Remember. You are not coaching performance, you are building confidence.
- Calm breathing.
- Short safe dives and relaxed surfacing.
- Simple movement on the bottom.
- First puck touch and basic passing.
- Small guided game.
- Players feel safe and want to return.
- Players surface calmly, no panic.
- Dives stay short and repeat often.
- Players follow the three core rules.
- The group stays calm and organised.
¶ 0 to 30, Dry Introduction and Gear Setup
¶ 0 to 5, Welcome and tone setting
- Gather the group.
- Introduce yourself, and your aquatic or coaching background.
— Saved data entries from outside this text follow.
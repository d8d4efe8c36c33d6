//! Kiln Compiler
//!
//! Lowers statements of a class-based scripting language into calls against
//! a native runtime's value and object-model primitives.
//!
//! ## Architecture
//!
//! - **Registration**: classes are registered with their parents and
//!   properties in a [`kiln_registry::ClassRegistry`], shared read-only by
//!   every unit
//! - **Lowering**: each function or method body is compiled in its own
//!   [`CompilationContext`], which owns its symbol table, emitter and headers
//!
//! ## Modules
//!
//! - [`access`]: Visibility and staticness checks for property assignment
//! - [`config`]: Code generation switches
//! - [`context`]: Per-unit compilation state with namespace-aware resolution
//! - [`emit`]: Typed runtime calls and their rendering
//! - [`resolve`]: `self` / `parent` / named class resolution
//! - [`stmt`]: Statement compiler, including static property assignment
//! - [`symbol_table`]: Variables and temporaries of one unit

pub mod access;
pub mod config;
pub mod context;
pub mod emit;
pub mod resolve;
pub mod stmt;
pub mod symbol_table;

pub use access::validate_static_property;
pub use config::{CodegenConfig, CodegenProperty};
pub use context::CompilationContext;
pub use emit::{CodeEmitter, EmittedLine, HeadersManager, Instruction, StoreValue};
pub use resolve::{ClassRef, resolve_class};
pub use stmt::static_property::StaticPropertyTarget;
pub use stmt::{AssignTarget, Assignment, LetStatement, StmtCompiler};
pub use symbol_table::{SymbolTable, VarId, Variable, VariableFlags};

// Re-export CompilationError from core for convenience
pub use kiln_core::CompilationError;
- Set expectations, no pressure, surface any time.
Coach script.
Welcome everyone.
Today’s session is for people who have never played underwater hockey before.
You do not need experience with diving, breath holding, or hockey.
Our goal is simple, get comfortable underwater, learn something new, and have fun.
If you leave feeling more confident in the water than when you arrived, today has been a success.
- Played on the bottom of a swimming pool.
- Six players per team are in at a time, substitutes rotate regularly.
- Players use short sticks to push a puck along the pool floor toward the goal.
- Play uses short dives with regular surface breaths.
The sport focuses on.
- Awareness.
- Teamwork.
- Efficient movement.
-
Only the stick may contact the puck.
- Hands or gloves may not touch the puck.
-
Limited contact.
- No pushing, holding, or moving others using the free arm or body.
-
Short dives are encouraged.
- Most players stay underwater for about 10 to 12 seconds.
- This is not a breath holding competition, teamwork and passing matter.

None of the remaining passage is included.